The last time they went on a trip together, it was to New York so they could spend Christmas with family in the U.S.

Ms. Abu Akleh spent a few weeks in the United States not long ago. She has been back in Ramallah for about a month. Mr. Daraghmeh said that she never seemed to have seriously considered moving to the United States.

Once, Al Jazeera sent her to work in the United States.

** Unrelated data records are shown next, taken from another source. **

//! API Handlers
//!
//! HTTP request handlers for each todo service endpoint. Handlers validate
//! input and delegate to the [`TodoCoordinator`].

use std::collections::HashMap;
use std::sync::Arc;

use axum::{
    extract::{Path, Query, State},
    http::{HeaderMap, StatusCode},
    Json,
};

use crate::cache::{CacheBackend, MemoryCache};
use crate::config::Config;
use crate::coordinator::TodoCoordinator;
use crate::error::{AppError, Result};
use crate::models::{
    CreateTodoRequest, DeleteResponse, HealthResponse, StatsResponse, Todo, UpdateTodoRequest,
};
use crate::policy::{HttpPolicyClient, PolicyGateway, StaticPolicy};
use crate::store::{SqliteTodoStore, TodoRepository};

/// Header carrying the caller's version token.
pub const CLIENT_VERSION_HEADER: &str = "x-client-version";

/// Application state shared across all handlers.
#[derive(Clone)]
pub struct AppState {
    pub coordinator: Arc<TodoCoordinator>,
    /// Cache backend, for the stats endpoint
    pub cache: Arc<dyn CacheBackend>,
    /// Version token used when a request carries none
    pub default_client_version: String,
}

impl AppState {
    /// Creates state from already-built parts.
    pub fn new(
        coordinator: Arc<TodoCoordinator>,
        cache: Arc<dyn CacheBackend>,
        default_client_version: impl Into<String>,
    ) -> Self {
        Self {
            coordinator,
            cache,
            default_client_version: default_client_version.into(),
        }
    }

    /// Wires the SQLite store, the given in-memory cache and the policy
    /// gateway selected by `config`: the HTTP resolver client when
    /// `policy_url` is set, else the static gateway.
    pub fn from_config(config: &Config, cache: MemoryCache) -> Result<Self> {
        let store: Arc<dyn TodoRepository> = Arc::new(SqliteTodoStore::open(&config.database_path)?);
        let cache: Arc<dyn CacheBackend> = Arc::new(cache);
        let settings = config.cache_settings();

        let policy: Arc<dyn PolicyGateway> = match &config.policy_url {
            Some(url) => Arc::new(HttpPolicyClient::new(url, settings.policy_timeout)?),
            None => Arc::new(StaticPolicy::new(config.policy_default_use_cache)),
        };

        let coordinator = TodoCoordinator::new(store, Arc::clone(&cache), policy, settings);
        Ok(Self::new(
            Arc::new(coordinator),
            cache,
            config.default_client_version.clone(),
        ))
    }

    /// Version token from the header, else the `version` query parameter,
    /// else the configured default.
    fn client_version(&self, headers: &HeaderMap, query: &HashMap<String, String>) -> String {
        headers
            .get(CLIENT_VERSION_HEADER)
            .and_then(|v| v.to_str().ok())
            .map(str::to_string)
            .or_else(|| query.get("version").cloned())
            .unwrap_or_else(|| self.default_client_version.clone())
    }
}

/// Parses a path id; anything but an integer is a validation failure.
fn parse_id(raw: &str) -> Result<i64> {
    raw.parse()
        .map_err(|_| AppError::Validation(format!("invalid todo id '{}'", raw)))
}

/// Handler for POST /todos
pub async fn create_handler(
    State(state): State<AppState>,
    Json(req): Json<CreateTodoRequest>,
) -> Result<(StatusCode, Json<Todo>)> {
    if let Some(error_msg) = req.validate() {
        return Err(AppError::Validation(error_msg));
    }

    let todo = state.coordinator.create(req.into_new_todo()).await?;
    Ok((StatusCode::CREATED, Json(todo)))
}

/// Handler for GET /todos/:id
pub async fn get_handler(
    State(state): State<AppState>,
    Path(id): Path<String>,
    Query(query): Query<HashMap<String, String>>,
    headers: HeaderMap,
) -> Result<Json<Todo>> {
    let id = parse_id(&id)?;
    let version = state.client_version(&headers, &query);

    let todo = state.coordinator.get(id, &version).await?;
    Ok(Json(todo))
}

/// Handler for GET /todos/all
pub async fn list_handler(State(state): State<AppState>) -> Result<Json<Vec<Todo>>> {
    Ok(Json(state.coordinator.list().await?))
}

/// Handler for PUT /todos/:id
pub async fn update_handler(
    State(state): State<AppState>,
    Path(id): Path<String>,
    Json(req): Json<UpdateTodoRequest>,
) -> Result<Json<Todo>> {
    let id = parse_id(&id)?;
    if let Some(error_msg) = req.validate() {
        return Err(AppError::Validation(error_msg));
    }

    let todo = state.coordinator.update(id, req.into_changes()).await?;
    Ok(Json(todo))
}

/// Handler for DELETE /todos/:id
pub async fn delete_handler(
    State(state): State<AppState>,
    Path(id): Path<String>,
) -> Result<Json<DeleteResponse>> {
    let id = parse_id(&id)?;
    state.coordinator.delete(id).await?;
    Ok(Json(DeleteResponse::new(id)))
}

/// Handler for GET /stats
pub async fn stats_handler(State(state): State<AppState>) -> Result<Json<StatsResponse>> {
    let stats = state.cache.stats().await?;
    Ok(Json(StatsResponse::from(stats)))
}

/// Handler for GET /health
pub async fn health_handler() -> Json<HealthResponse> {
    Json(HealthResponse::healthy())
}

She went back to Ramallah after three months.

"When she got home, she said, 'I can finally breathe. "In the U.S., everything is technical and hard to understand," Mr. Daraghmeh said. "'Life is easy here. I really like Palestine. I'd like to stay.'"

The president's office says that a state funeral procession will be held Thursday in the West Bank city of Ramallah. It will start at the presidential headquarters and the Palestinian Authority president Mahmoud Abbas will be there.

She will be buried next to her mother in a cemetery in Jerusalem on Friday.

Ms. Hatuqa said that Shireen was a leader. "It's just too bad that she won't be around to keep leading in this field."